Another thing - I'm really painfully shy but forced myself to bring this into conversations with neighbours/mums at toddler groups & did have some offers of help. And yes, people do take their older children into hospital with them (no details, but my dad worked for the nhs & said it was surprisingly common).

And if it all goes wrong, get hormonal! No-one will dare say no.

foxtrot Mon 26-Feb-07 17:27:11

We actually took DS1 to hospital with us, whilst my parents drove 100 miles at 4am to get to us. DH took him home, then came back to the hospital, thus avoiding the worst bits of my labour but being there for the end result (DS2).

midnightexpress Mon 26-Feb-07 18:55:08

...or you could do what my mum and dad did when I was born (in the 60's, I hasten to add, and had no family nearby)- they left my brother, aged 2.2, in bed, drove my mum to hospital, and then dad left her to get on with it and went home.

I only found this out a few months ago.. My mum's response to my shock was 'well he was asleep, and your dad was only gone for about half an hour'.
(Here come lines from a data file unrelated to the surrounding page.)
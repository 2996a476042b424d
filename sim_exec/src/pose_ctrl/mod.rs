//! # Pose control module
//!
//! Pose control drives the robot to a target pose, or through a sequence of
//! target poses, using a pose regulation law in polar coordinates about the
//! target:
//!
//! ```text
//! rho   = |target - pose|
//! alpha = bearing - theta
//! beta  = bearing - target.theta
//!
//! v = kp * rho
//! w = ka * alpha + kb * beta
//! ```
//!
//! where `bearing` is the direction from the robot to the target. When
//! following a sequence the speed is floored at `v_min_ms` so the robot doesn't
//! crawl into the intermediate waypoints.
//!
//! The gains are derived once from the platform limits and the longest leg of
//! the session's waypoints, so that the speed demand never exceeds the limit on
//! the longest leg.

// ---------------------------------------------------------------------------
// MODULES
// ---------------------------------------------------------------------------

mod controllers;
mod params;
mod state;

// ---------------------------------------------------------------------------
// IMPORTS
// ---------------------------------------------------------------------------

pub use controllers::*;
pub use params::Params;
pub use state::*;

// ---------------------------------------------------------------------------
// ENUMERATIONS
// ---------------------------------------------------------------------------

/// Possible errors that can occur during pose control.
#[derive(Debug, thiserror::Error)]
pub enum PoseCtrlError {
    #[error("Could not load pose control parameters: {0}")]
    ParamLoad(#[from] util::params::LoadError),

    #[error("Cannot derive gains from a leg length of {0} m")]
    InvalidLegLength(f64),

    #[error("Invalid pose control limits: {0}")]
    InvalidLimits(String),
}
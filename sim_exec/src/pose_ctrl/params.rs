//! Pose control parameters

// ---------------------------------------------------------------------------
// IMPORTS
// ---------------------------------------------------------------------------

// External
use serde::{Deserialize, Serialize};

// ---------------------------------------------------------------------------
// DATA STRUCTURES
// ---------------------------------------------------------------------------

/// Parameters for pose control
#[derive(Debug, Clone, Copy, Serialize, Deserialize)]
#[serde(default)]
pub struct Params {
    /// Maximum speed demand on the longest leg
    pub v_max_ms: f64,

    /// Turn rate used to scale the angular gains
    pub w_max_rads: f64,

    /// Minimum speed demand while following a waypoint sequence
    pub v_min_ms: f64,

    /// Distance under which a target is considered reached
    pub tolerance_m: f64,

    /// Leg length used to derive the speed gain when there is no waypoint
    /// sequence to take it from
    pub reference_leg_m: f64,
}

// ---------------------------------------------------------------------------
// IMPLEMENTATIONS
// ---------------------------------------------------------------------------

impl Default for Params {
    fn default() -> Self {
        Self {
            v_max_ms: 0.4,
            w_max_rads: 1.0,
            v_min_ms: 0.1,
            tolerance_m: 0.03,
            reference_leg_m: 1.0,
        }
    }
}
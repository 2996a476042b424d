//! Conversions between cells and positions in the map frame

// ---------------------------------------------------------------------------
// IMPORTS
// ---------------------------------------------------------------------------

use comms_if::tc::PoseSpec;

use super::{Cell, GridMap};

// ---------------------------------------------------------------------------
// IMPLEMENTATIONS
// ---------------------------------------------------------------------------

impl GridMap {
    /// Edge length of each cell in meters
    pub fn cell_size_m(&self) -> f64 {
        self.cell_size_cm / 100.0
    }

    /// Get the cell containing the given position, or `None` if the position
    /// is outside the map.
    pub fn position_to_cell(&self, x_m: f64, y_m: f64) -> Option<Cell> {
        if !x_m.is_finite() || !y_m.is_finite() || x_m < 0.0 || y_m < 0.0 {
            return None;
        }

        let cell = (
            (x_m / self.cell_size_m()).floor() as usize,
            (y_m / self.cell_size_m()).floor() as usize,
        );

        if self.contains(cell) {
            Some(cell)
        } else {
            None
        }
    }

    /// Get the position of the centre of a cell.
    pub fn cell_to_position(&self, cell: Cell) -> (f64, f64) {
        (
            (cell.0 as f64 + 0.5) * self.cell_size_m(),
            (cell.1 as f64 + 0.5) * self.cell_size_m(),
        )
    }

    /// Convert a path of cells into waypoints at the cell centres.
    ///
    /// Each waypoint faces along the leg to the next one, and the last faces
    /// along `final_heading_rad`.
    pub fn path_to_waypoints(&self, path: &[Cell], final_heading_rad: f64) -> Vec<PoseSpec> {
        path.iter()
            .enumerate()
            .map(|(i, cell)| {
                let (x_m, y_m) = self.cell_to_position(*cell);

                let theta_rad = match path.get(i + 1) {
                    Some(next) => {
                        let (nx_m, ny_m) = self.cell_to_position(*next);
                        (ny_m - y_m).atan2(nx_m - x_m)
                    }
                    None => final_heading_rad,
                };

                PoseSpec::new(x_m, y_m, theta_rad)
            })
            .collect()
    }
}
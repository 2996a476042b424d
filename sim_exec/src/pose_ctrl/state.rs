//! Pose control module state

// ---------------------------------------------------------------------------
// IMPORTS
// ---------------------------------------------------------------------------

// External
use log::{debug, info};
use serde::Serialize;

// Internal
use super::{max_leg_length, Gains, Params, PoseController, PoseCtrlError, VelocityCmd};
use crate::robot::Pose2;
use util::{module::State, params, session::Session};

// ---------------------------------------------------------------------------
// DATA STRUCTURES
// ---------------------------------------------------------------------------

/// Pose control module state
///
/// Holds the session's gains and the active controller, if any. Issuing a new
/// goal discards the previous controller.
#[derive(Debug, Clone)]
pub struct PoseCtrl {
    params: Params,

    gains: Gains,

    controller: Option<PoseController>,
}

/// Status report for pose control processing.
#[derive(Debug, Clone, Copy, Default, Serialize)]
pub struct StatusReport {
    /// True if there is a controller and it hasn't finished
    pub active: bool,

    /// Current waypoint index when following a sequence
    pub waypoint_idx: Option<usize>,
}

// ---------------------------------------------------------------------------
// IMPLEMENTATIONS
// ---------------------------------------------------------------------------

impl PoseCtrl {
    /// Create a new instance with gains derived from the reference leg length
    /// in the parameters.
    pub fn new(params: Params) -> Result<Self, PoseCtrlError> {
        let gains = Gains::derive(&params, params.reference_leg_m)?;

        Ok(Self {
            params,
            gains,
            controller: None,
        })
    }

    /// Re-derive the gains from the longest leg of the given waypoints.
    ///
    /// If there are fewer than two waypoints the reference leg length is
    /// used instead.
    pub fn derive_gains_for(&mut self, waypoints: &[Pose2]) -> Result<Gains, PoseCtrlError> {
        let max_leg_m = max_leg_length(waypoints).unwrap_or(self.params.reference_leg_m);
        self.gains = Gains::derive(&self.params, max_leg_m)?;

        debug!("Pose control gains: {:?}", self.gains);

        Ok(self.gains)
    }

    pub fn params(&self) -> &Params {
        &self.params
    }

    pub fn gains(&self) -> Gains {
        self.gains
    }

    pub fn controller(&self) -> Option<&PoseController> {
        self.controller.as_ref()
    }

    /// Follow the given waypoints in order, replacing any current goal.
    pub fn follow(&mut self, waypoints: Vec<Pose2>) {
        info!("Following {} waypoints", waypoints.len());
        self.controller = Some(PoseController::waypoint_sequence(
            waypoints,
            self.gains,
            &self.params,
        ));
    }

    /// Drive to the given pose, replacing any current goal.
    pub fn goto(&mut self, target: Pose2) {
        info!(
            "Driving to ({:.3}, {:.3}, {:.3})",
            target.x_m, target.y_m, target.theta_rad
        );
        self.controller = Some(PoseController::single_pose(target, self.gains, &self.params));
    }

    /// Discard the current goal.
    pub fn clear(&mut self) {
        if self.controller.take().is_some() {
            info!("Pose control goal cleared");
        }
    }

    /// True if there is a goal which hasn't been reached yet.
    pub fn is_active(&self) -> bool {
        self.controller.as_ref().map_or(false, |c| !c.is_finished())
    }

    /// Compute the demand for the current pose.
    pub fn compute_control(&mut self, pose: &Pose2) -> VelocityCmd {
        match self.controller.as_mut() {
            Some(c) => c.compute_control(pose),
            None => VelocityCmd::default(),
        }
    }

    fn status(&self) -> StatusReport {
        StatusReport {
            active: self.is_active(),
            waypoint_idx: self.controller.as_ref().and_then(PoseController::cursor),
        }
    }
}

impl Default for PoseCtrl {
    fn default() -> Self {
        let params = Params::default();
        Self {
            gains: Gains {
                kp: params.v_max_ms / params.reference_leg_m,
                ka: params.w_max_rads / std::f64::consts::FRAC_PI_4,
                kb: params.w_max_rads / std::f64::consts::FRAC_PI_2,
            },
            params,
            controller: None,
        }
    }
}

impl State for PoseCtrl {
    type InitData = &'static str;
    type InitError = PoseCtrlError;

    type InputData = Pose2;
    type OutputData = VelocityCmd;
    type StatusReport = StatusReport;
    type ProcError = PoseCtrlError;

    /// Initialise the pose control module.
    ///
    /// Expected init data is the path to the parameter file. If the file
    /// doesn't exist the default parameters are used.
    fn init(&mut self, init_data: Self::InitData, _session: &Session) -> Result<(), Self::InitError> {
        let params: Params = params::load_or_default(init_data)?;

        *self = PoseCtrl::new(params)?;

        Ok(())
    }

    /// Compute the demand for the given pose.
    fn proc(
        &mut self,
        input_data: &Self::InputData,
    ) -> Result<(Self::OutputData, Self::StatusReport), Self::ProcError> {
        let cmd = self.compute_control(input_data);

        Ok((cmd, self.status()))
    }
}

#[cfg(test)]
mod test {
    use super::*;

    #[test]
    fn test_default_matches_new() {
        let new = PoseCtrl::new(Params::default()).unwrap();
        let default = PoseCtrl::default();

        assert_eq!(new.gains(), default.gains());
    }

    #[test]
    fn test_goal_replacement() {
        let mut ctrl = PoseCtrl::default();

        let (cmd, status) = ctrl.proc(&Pose2::default()).unwrap();
        assert_eq!(cmd, VelocityCmd::default());
        assert!(!status.active);

        ctrl.follow(vec![Pose2::new(1.0, 0.0, 0.0), Pose2::new(2.0, 0.0, 0.0)]);
        let (_, status) = ctrl.proc(&Pose2::default()).unwrap();
        assert!(status.active);
        assert_eq!(status.waypoint_idx, Some(0));

        // A new goal replaces the sequence
        ctrl.goto(Pose2::new(0.0, 1.0, 0.0));
        let (cmd, status) = ctrl.proc(&Pose2::default()).unwrap();
        assert!(status.active);
        assert_eq!(status.waypoint_idx, None);
        assert!(cmd.speed_ms > 0.0);

        ctrl.clear();
        assert!(!ctrl.is_active());
        assert!(ctrl.controller().is_none());
    }

    #[test]
    fn test_derive_gains_for() {
        let mut ctrl = PoseCtrl::default();

        let gains = ctrl
            .derive_gains_for(&[Pose2::new(0.0, 0.0, 0.0), Pose2::new(0.0, 2.0, 0.0)])
            .unwrap();
        assert!((gains.kp - 0.2).abs() < 1e-12);

        // Falls back to the reference leg
        let gains = ctrl.derive_gains_for(&[]).unwrap();
        assert!((gains.kp - 0.4).abs() < 1e-12);
    }
}
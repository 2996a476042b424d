//! # Communications interface crate.
//!
//! Provides all common communications interfaces for the simulator: the
//! telecommands accepted by the simulation loop and the telemetry it produces.

// ------------------------------------------------------------------------------------------------
// MODULES
// ------------------------------------------------------------------------------------------------

pub mod tc;

/// Telemetry records produced by the simulator
pub mod tm;
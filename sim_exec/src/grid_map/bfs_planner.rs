//! Exhaustive shortest path search
//!
//! Among all the shortest paths between two cells this planner picks the one
//! which most often has an opening on the right hand side of the cell being
//! left, then the one with the fewest changes of direction. Any remaining tie
//! goes to the path found first when enumerating moves in the order N, E, S, W.
//!
//! Every shortest path only ever steps to a cell whose cost is one less than
//! the current cell, so the paths form a layered graph over the cost field.
//! Both scores depend only on the current cell and the last move direction,
//! so the best path to each `(cell, last direction)` pair in a layer is
//! enough to build the best paths in the next layer.

// ---------------------------------------------------------------------------
// IMPORTS
// ---------------------------------------------------------------------------

use log::debug;
use std::collections::HashMap;

use super::{Cell, Direction, GridMap};

// ---------------------------------------------------------------------------
// DATA STRUCTURES
// ---------------------------------------------------------------------------

/// The best partial path reaching a cell with a particular last move.
#[derive(Debug, Clone, Copy)]
struct Node {
    cell: Cell,

    /// Direction of the move into this cell, `None` for the start
    dir: Option<Direction>,

    /// Number of moves so far with an opening to the right of the cell moved
    /// out of
    right_open: u32,

    /// Number of changes of direction so far
    turns: u32,

    /// Index of the previous node in the previous layer
    pred: Option<usize>,
}

// ---------------------------------------------------------------------------
// IMPLEMENTATIONS
// ---------------------------------------------------------------------------

impl Node {
    /// True if this node scores strictly better than `other`.
    fn beats(&self, other: &Node) -> bool {
        self.right_open > other.right_open
            || (self.right_open == other.right_open && self.turns < other.turns)
    }

    /// Sort key reproducing the enumeration order of the paths
    fn order_key(&self) -> (Option<usize>, Option<u8>) {
        (self.pred, self.dir.map(Direction::code))
    }
}

impl GridMap {
    /// Plan a path from `start` to `goal` by searching every shortest path.
    ///
    /// The returned path starts with `start` and ends with `goal`. An empty
    /// path means the goal cannot be reached.
    pub fn plan_path_bfs(&mut self, start: Cell, goal: Cell) -> Vec<Cell> {
        if !self.contains(start) || !self.contains(goal) {
            return Vec::new();
        }

        let start_cost = match self.fill_cost_field(start, goal).get(start) {
            Some(c) => c,
            None => {
                debug!("Goal {:?} not reachable from {:?}", goal, start);
                return Vec::new();
            }
        };

        // Each layer is kept in path enumeration order
        let mut layers: Vec<Vec<Node>> = vec![vec![Node {
            cell: start,
            dir: None,
            right_open: 0,
            turns: 0,
            pred: None,
        }]];

        for _ in 0..start_cost {
            let prev = match layers.last() {
                Some(l) => l,
                None => break,
            };

            let mut next: Vec<Node> = Vec::new();
            let mut index: HashMap<(Cell, Direction), usize> = HashMap::new();

            for (pred_idx, node) in prev.iter().enumerate() {
                let cost = match self.cost_field.get(node.cell) {
                    Some(c) => c,
                    None => continue,
                };

                for &dir in Direction::AXIS_ALIGNED.iter() {
                    if !self.is_connected(node.cell, dir) {
                        continue;
                    }

                    let cell = match self.neighbour(node.cell, dir) {
                        Some(n) => n,
                        None => continue,
                    };

                    // Only moves which go one step closer to the goal are on a
                    // shortest path
                    if self.cost_field.get(cell) != Some(cost.saturating_sub(1)) || cost == 0 {
                        continue;
                    }

                    let candidate = Node {
                        cell,
                        dir: Some(dir),
                        right_open: node.right_open
                            + self.is_connected(node.cell, dir.right()) as u32,
                        turns: node.turns
                            + match node.dir {
                                Some(d) if d != dir => 1,
                                _ => 0,
                            },
                        pred: Some(pred_idx),
                    };

                    match index.get(&(cell, dir)) {
                        Some(&i) => {
                            if candidate.beats(&next[i]) {
                                next[i] = candidate;
                            }
                        }
                        None => {
                            index.insert((cell, dir), next.len());
                            next.push(candidate);
                        }
                    }
                }
            }

            next.sort_by_key(Node::order_key);
            layers.push(next);
        }

        // Pick the best path ending at the goal
        let last = match layers.last() {
            Some(l) => l,
            None => return Vec::new(),
        };

        let mut best: Option<(usize, &Node)> = None;
        for (i, node) in last.iter().enumerate() {
            if node.cell != goal {
                continue;
            }
            if best.map_or(true, |(_, b)| node.beats(b)) {
                best = Some((i, node));
            }
        }

        let mut idx = match best {
            Some((i, _)) => i,
            None => return Vec::new(),
        };

        // Walk back through the layers
        let mut path = Vec::with_capacity(layers.len());
        for layer in layers.iter().rev() {
            let node = &layer[idx];
            path.push(node.cell);
            idx = node.pred.unwrap_or(0);
        }
        path.reverse();

        if let Some(node) = best.map(|(_, n)| n) {
            debug!(
                "BFS planned {} cell path from {:?} to {:?} ({} right openings, {} turns)",
                path.len(),
                start,
                goal,
                node.right_open,
                node.turns
            );
        }

        path
    }
}

#[cfg(test)]
mod test {
    use super::*;

    #[test]
    fn test_bfs_trivial() {
        let mut map = GridMap::new_open(2, 2, 40.0).unwrap();
        assert_eq!(map.plan_path_bfs((1, 0), (1, 0)), vec![(1, 0)]);
    }

    #[test]
    fn test_bfs_prefers_right_openings() {
        // In an open 3x3 map, every move along the left column or the top row
        // towards the goal has an opening on its right, so going up then
        // across scores 4 right openings whereas going across then up scores
        // fewer
        let mut map = GridMap::new_open(3, 3, 40.0).unwrap();
        let path = map.plan_path_bfs((0, 0), (2, 2));

        assert_eq!(path, vec![(0, 0), (0, 1), (0, 2), (1, 2), (2, 2)]);
    }

    #[test]
    fn test_bfs_right_openings_then_turns() {
        // From the bottom right of a 2x3 map to the top left. Going W, N, N
        // has an opening on the right of every move, N, W, N only on two and
        // N, N, W on none.
        let mut map = GridMap::new_open(2, 3, 40.0).unwrap();
        let path = map.plan_path_bfs((1, 0), (0, 2));

        assert_eq!(path, vec![(1, 0), (0, 0), (0, 1), (0, 2)]);
    }

    #[test]
    fn test_node_ordering() {
        let node = |right_open, turns| Node {
            cell: (0, 0),
            dir: None,
            right_open,
            turns,
            pred: None,
        };

        assert!(node(3, 4).beats(&node(2, 0)));
        assert!(node(2, 1).beats(&node(2, 2)));
        assert!(!node(2, 2).beats(&node(2, 2)));
        assert!(!node(1, 0).beats(&node(2, 5)));
    }

    #[test]
    fn test_bfs_matches_shortest_length() {
        let mut map = GridMap::new_open(5, 4, 40.0).unwrap();
        map.delete_connection((1, 0), Direction::N).unwrap();
        map.delete_connection((1, 1), Direction::N).unwrap();
        map.delete_connection((2, 2), Direction::E).unwrap();

        let greedy = map.plan_path((0, 0), (4, 3));
        let bfs = map.plan_path_bfs((0, 0), (4, 3));

        assert!(!greedy.is_empty());
        assert_eq!(greedy.len(), bfs.len());
        assert_eq!(bfs.first(), Some(&(0, 0)));
        assert_eq!(bfs.last(), Some(&(4, 3)));

        for pair in bfs.windows(2) {
            let dir = Direction::AXIS_ALIGNED
                .iter()
                .copied()
                .find(|d| map.neighbour(pair[0], *d) == Some(pair[1]))
                .unwrap();
            assert!(map.is_connected(pair[0], dir));
        }
    }

    #[test]
    fn test_bfs_unreachable() {
        let mut map = GridMap::new_open(3, 1, 40.0).unwrap();
        map.delete_connection((0, 0), Direction::E).unwrap();
        assert!(map.plan_path_bfs((0, 0), (2, 0)).is_empty());
    }
}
WriggleJiggle Mon 26-Feb-07 19:02:21

I'm sure you could employ a childminder who would be happy to do overnight.

Califrau Mon 26-Feb-07 19:07:24

Message withdrawn at poster's request.

forgottenfreetime Mon 26-Feb-07 19:54:15

I'm lucky to have both my mum and my dad nearby to help so they will look after ds whilst I am in labour with no2. You say you don't have many friends - but it will only need one! Try asking them now so you can prepare if they are not happy to help out. I would imagine they will be - most people just want the glory of being the first to know/hold your new baby and will put themselves out a bit to guarantee that!

prufrock Mon 26-Feb-07 19:58:41

midnightexpress - I have a friend who did that just 4 years ago! In London! They are German though - but I'm not sure if that is any excuse. The midwife actualy reported them to SS who visited but were happy that it was a one-off abberation - this woman is my parenting idol in all other ways. She says she knows it was wrong, and can't explain why they did it, but it was the only thing they could think of at the time (Their second was early so the afmily who wre coming to stay hadn't arrived yet)

LupinsBigLump Tue 27-Feb-07 12:45:30

I didnt have dd last time, but this time I have arranged an elective cs so my mum can look after her (mum is 400 miles away) however with dd i was 5 wks early should that happen and dd is not at preschool then dp will drop me at the hospital then drop her at friends 10 miles away and then come back to the hospital - if it is the middle of the night like dd was then I have arranged with one of the mums at the preschool that I can drop her there as its only round the corner - not ideal but we dont have alot of choice either - no local family and friend 10 miles away is nearest - gawd knows what we will do with the poor dog who suffers with anxiety , good luck hope you get something sorted

majorstress Tue 27-Feb-07 13:14:40

My mum was still on the plane from the US when dd2 came a week early in a snowstorm. Luckily, sort of, my MIL and FIL were unexpectedly staying with us-because they had come for New Year's a week earlier and he had had a heart attack!!!! He was out of hospital but not allowed to fly home to Dublin yet. So DD1 stayed peacefully at home with Granny and Grandad -her nursery was shut anyway due to the weather. I had already engaged a doula to cover the bases FOR ME anyway, I didn't consult DP. His job was to mind DD1, except when the nursery was open, and it was lucky that he didn't have to.

It's hard but something will work out, if you don't find someone to stay at home with DS, I would think he won't be obliged to stay in the room with you while you labour and give birth, but DP might have to be absent some of the time to look after him. So a doula might not be a bad idea, try that again with your DP or tell him to come up with an alternative plan! He needs to help, not stress you out already!

SANA Tue 27-Feb-07 13:33:37

Thank you for all the messages ( some of which made me laugh). I am going to look into getting a doula so DH can worry about DS.

I know it will work out in the end!!!